Dieser Beitrag thematisiert drei tragische Fälle geflüchteter Menschen, die unter prekären Bedingungen in Geflüchtetenunterkünften oder psychiatrischen Einrichtungen ums Leben kamen – sei es durch menschenunwürdige Bedingungen, unterlassene staatliche Hilfe oder systemische Vernachlässigung. Diese Fälle stehen exemplarisch für strukturelle Versäumnisse im Umgang mit Schutzsuchenden, insbesondere im Hinblick auf fehlende oder unzureichende Schutzkonzepte in Geflüchtetenunterkünften und anderen Einrichtungen. Dabei wird deutlich, dass nicht nur akute Gefahren für die Betroffenen bestehen, sondern auch grundlegende institutionelle Defizite fortbestehen, die dringend einer kritischen Analyse und Neuausrichtung bedürfen.

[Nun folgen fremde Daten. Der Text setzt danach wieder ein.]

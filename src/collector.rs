//! Service layer for collecting a user's pull requests.
//!
//! This module implements `PullRequestCollector`, the single entry point of the
//! pipeline. It:
//! 1. Searches for the user's PRs updated within the window.
//! 2. Parses raw search items into `PullRequest` records, skipping plain issues
//!    and malformed entries.
//! 3. Enriches every PR with file statistics.
//! 4. Optionally attaches each repository's star increase over the window.

use chrono::{DateTime, Utc};
use serde::Deserialize;
use serde_json::Value;

use crate::cache::ResponseCache;
use crate::config::AppConfig;
use crate::enrich::PrEnricher;
use crate::error::ApiError;
use crate::github::GitHubClient;
use crate::search::SearchOptions;
use crate::stars::StarTracker;
use crate::types::{AuthorAssociation, CollectionStats, PrState, PullRequest};

/// GitHub logins are at most 39 characters.
const MAX_LOGIN_LEN: usize = 39;

/// Parameters of one collection run.
#[derive(Clone, Debug)]
pub struct CollectRequest {
    pub username: String,
    pub since: Option<DateTime<Utc>>,
    pub until: Option<DateTime<Utc>>,
    pub include_private: bool,
    pub include_star_increase: bool,
}

impl CollectRequest {
    pub fn new(username: impl Into<String>) -> Self {
        Self {
            username: username.into(),
            since: None,
            until: None,
            include_private: false,
            include_star_increase: false,
        }
    }
}

/// Result of a collection run.
#[derive(Clone, Debug)]
pub enum Collection {
    Found {
        pull_requests: Vec<PullRequest>,
        stats: CollectionStats,
    },
    /// The search rejected the user (unknown login or unprocessable query).
    UserNotFound,
}

#[derive(Clone)]
pub struct PullRequestCollector {
    client: GitHubClient,
    enricher: PrEnricher,
    stars: StarTracker,
    search: SearchOptions,
}

impl PullRequestCollector {
    pub fn new(client: GitHubClient, cache: ResponseCache, config: &AppConfig) -> Self {
        let search = SearchOptions {
            per_page: config.search_per_page,
            concurrency_limit: config.search_concurrency_limit,
            ..SearchOptions::default()
        };

        Self {
            enricher: PrEnricher::new(client.clone(), cache.clone(), config),
            stars: StarTracker::new(client.clone(), cache, config),
            client,
            search,
        }
    }

    /// Collects and enriches the PRs `request.username` touched in the window.
    ///
    /// Only the search itself can fail; enrichment problems are recorded in
    /// the returned stats and logs.
    pub async fn collect_user_prs(&self, request: &CollectRequest) -> Result<Collection, ApiError> {
        if !is_valid_login(&request.username) {
            tracing::warn!(username = %request.username, "Invalid GitHub username");
            return Ok(Collection::UserNotFound);
        }

        let query = build_search_query(
            &request.username,
            request.since,
            request.until,
            request.include_private,
        );
        tracing::debug!(%query, "GitHub search query");

        let items = match self.client.search_all_issues(&query, &self.search).await {
            Ok(items) => items,
            Err(e) if matches!(e.status(), Some(404 | 422)) => {
                tracing::warn!(username = %request.username, error = %e, "User not found or query rejected");
                return Ok(Collection::UserNotFound);
            }
            Err(e) => {
                tracing::error!(username = %request.username, error = %e, "GitHub search failed");
                return Err(e);
            }
        };
        tracing::debug!(items = items.len(), "Search returned items");

        let mut pull_requests = parse_search_items(&items);
        tracing::info!(
            username = %request.username,
            count = pull_requests.len(),
            "Collected pull requests"
        );

        let stats = self.enricher.enrich(&mut pull_requests).await;

        if request.include_star_increase {
            if let (Some(since), Some(until)) = (request.since, request.until) {
                let repositories: Vec<String> = pull_requests
                    .iter()
                    .map(|pr| pr.repository.clone())
                    .collect();
                let increases = self
                    .stars
                    .collect_for_repositories(&repositories, since, until)
                    .await;
                for pr in &mut pull_requests {
                    pr.star_increase = increases.get(&pr.repository).copied().flatten();
                }
            }
        }

        Ok(Collection::Found {
            pull_requests,
            stats,
        })
    }
}

/// Alphanumerics and single inner hyphens, at most 39 characters.
pub fn is_valid_login(login: &str) -> bool {
    !login.is_empty()
        && login.len() <= MAX_LOGIN_LEN
        && !login.starts_with('-')
        && !login.ends_with('-')
        && !login.contains("--")
        && login.chars().all(|c| c.is_ascii_alphanumeric() || c == '-')
}

/// Search query for the user's PRs, filtered on last activity.
///
/// Filtering on `updated` rather than `created` finds PRs opened before the
/// window but merged inside it.
pub fn build_search_query(
    username: &str,
    since: Option<DateTime<Utc>>,
    until: Option<DateTime<Utc>>,
    include_private: bool,
) -> String {
    let mut parts = vec!["is:pr".to_string(), format!("author:{username}")];
    if !include_private {
        parts.push("is:public".to_string());
    }

    let day = |d: DateTime<Utc>| d.format("%Y-%m-%d").to_string();
    match (since, until) {
        (Some(since), Some(until)) => parts.push(format!("updated:{}..{}", day(since), day(until))),
        (Some(since), None) => parts.push(format!("updated:>={}", day(since))),
        (None, Some(until)) => parts.push(format!("updated:<={}", day(until))),
        (None, None) => {}
    }

    parts.join(" ")
}

#[derive(Debug, Deserialize)]
struct SearchItem {
    number: u64,
    title: String,
    html_url: String,
    state: PrState,
    created_at: DateTime<Utc>,
    closed_at: Option<DateTime<Utc>>,
    user: SearchUser,
    author_association: Option<String>,
    repository_url: Option<String>,
    pull_request: Option<PullRequestLinks>,
}

#[derive(Debug, Deserialize)]
struct SearchUser {
    login: String,
}

#[derive(Debug, Deserialize)]
struct PullRequestLinks {
    merged_at: Option<DateTime<Utc>>,
}

/// Converts search items into PRs, preserving order.
pub fn parse_search_items(items: &[Value]) -> Vec<PullRequest> {
    items
        .iter()
        .filter(|item| item.get("pull_request").is_some_and(|pr| !pr.is_null()))
        .filter_map(|item| match parse_search_item(item) {
            Ok(pr) => Some(pr),
            Err(reason) => {
                let number = item.get("number").and_then(Value::as_u64);
                tracing::warn!(?number, %reason, "Failed to parse PR data, skipping");
                None
            }
        })
        .collect()
}

fn parse_search_item(item: &Value) -> Result<PullRequest, String> {
    let item = SearchItem::deserialize(item).map_err(|e| e.to_string())?;

    let repository = item
        .repository_url
        .as_deref()
        .and_then(full_name_from_repository_url)
        .or_else(|| full_name_from_html_url(&item.html_url))
        .ok_or_else(|| format!("cannot determine repository of {}", item.html_url))?;
    let organization = repository
        .split_once('/')
        .map(|(owner, _)| owner.to_string())
        .unwrap_or_default();

    let merged_at = item.pull_request.and_then(|links| links.merged_at);
    let mut state = item.state;
    if merged_at.is_some() && state == PrState::Open {
        tracing::warn!(repository = %repository, number = item.number, "Merged PR reported as open");
        state = PrState::Closed;
    }

    Ok(PullRequest {
        number: item.number,
        title: item.title,
        organization,
        repository,
        url: item.html_url,
        state,
        created_at: item.created_at,
        closed_at: item.closed_at,
        merged_at,
        author: item.user.login,
        author_association: item
            .author_association
            .as_deref()
            .and_then(AuthorAssociation::parse),
        additions: None,
        deletions: None,
        changed_files: None,
        star_increase: None,
    })
}

/// `https://api.github.com/repos/acme/widget` → `acme/widget`.
fn full_name_from_repository_url(url: &str) -> Option<String> {
    let mut segments = url.trim_end_matches('/').rsplit('/');
    let repo = segments.next().filter(|s| !s.is_empty())?;
    let owner = segments.next().filter(|s| !s.is_empty())?;
    Some(format!("{owner}/{repo}"))
}

/// `https://github.com/acme/widget/pull/7` → `acme/widget`.
fn full_name_from_html_url(url: &str) -> Option<String> {
    let parts: Vec<&str> = url.split('/').collect();
    match (parts.get(3), parts.get(4)) {
        (Some(owner), Some(repo)) if !owner.is_empty() && !repo.is_empty() => {
            Some(format!("{owner}/{repo}"))
        }
        _ => None,
    }
}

„Wo bleiben die Ermittlungsunterlagen über unseren Bruder?“
Am 4. November 2023 wurde Hogir Alay, ein 24-jähriger kurdischer Geflüchteter, tot in einem Waldstück nahe der Unterkunft im Geflüchtetenlager Kusel (Rheinland-Pfalz) aufgefunden. Trotz mehrfacher Beschwerden über Übergriffe durch das Sicherheitspersonal und seiner Versuche, Hilfe bei der Heimleitung und dem Bundesamt für Migration und Flüchtlinge (BAMF) zu bekommen, wurde ihm nie geholfen. Einen Monat später verschwand Hogir Alay, und die Polizei reagierte nicht auf die Meldungen seines Bruders. Die offiziellen Ermittlungen führten zu einem schnellen Abschluss, der den Tod als Suizid darstellte. Auch Monate nach seinem Verschwinden und dem späteren Auffinden seiner Leiche bleiben viele Fragen unbeantwortet. Die deutschen Behörden haben bislang keine umfassende Aufklärung geleistet, und wesentliche Informationen – darunter der Autopsiebericht – wurden der Familie nicht zur Verfügung gestellt:
„Während die deutschen Behörden behaupten, eine Autopsie durchgeführt zu haben, heißt es im Bericht des türkischen Konsulats: „Eine Autopsie wurde nicht durchgeführt!“ Dies erklärt auch, warum uns bis heute kein Autopsiebericht ausgehändigt wurde. Auch die türkische Staatsanwaltschaft forderte bei den deutschen Behörden einen Autopsiebericht an. Bis heute gibt es keinerlei Reaktion!“ - Rêber Alay während einer Kundgebung am Grab seines Bruders am 7. Februar
Hogir Alay © privat
Hogir Alay verschwand, nachdem er zuletzt vor dem Eingangsbereich der Unterkunft, in unmittelbarer Nähe zum Büro der Angestellten, geortet wurde. Video- oder Kameraaufnahmen, die zur Aufklärung hätten beitragen können, existieren nicht. Zudem wurden der Familie weder persönliche Gegenstände Hogirs übergeben noch gab es während seines Verschwindens eine Kommunikation seitens der Unterkunftsleitung. Die Familie Alay kritisiert das ausbleibende Engagement der deutschen Behörden und kündigt an, sich so lange für eine lückenlose Aufklärung einzusetzen, bis die Umstände von Hogir Alays Tod vollständig geklärt sind.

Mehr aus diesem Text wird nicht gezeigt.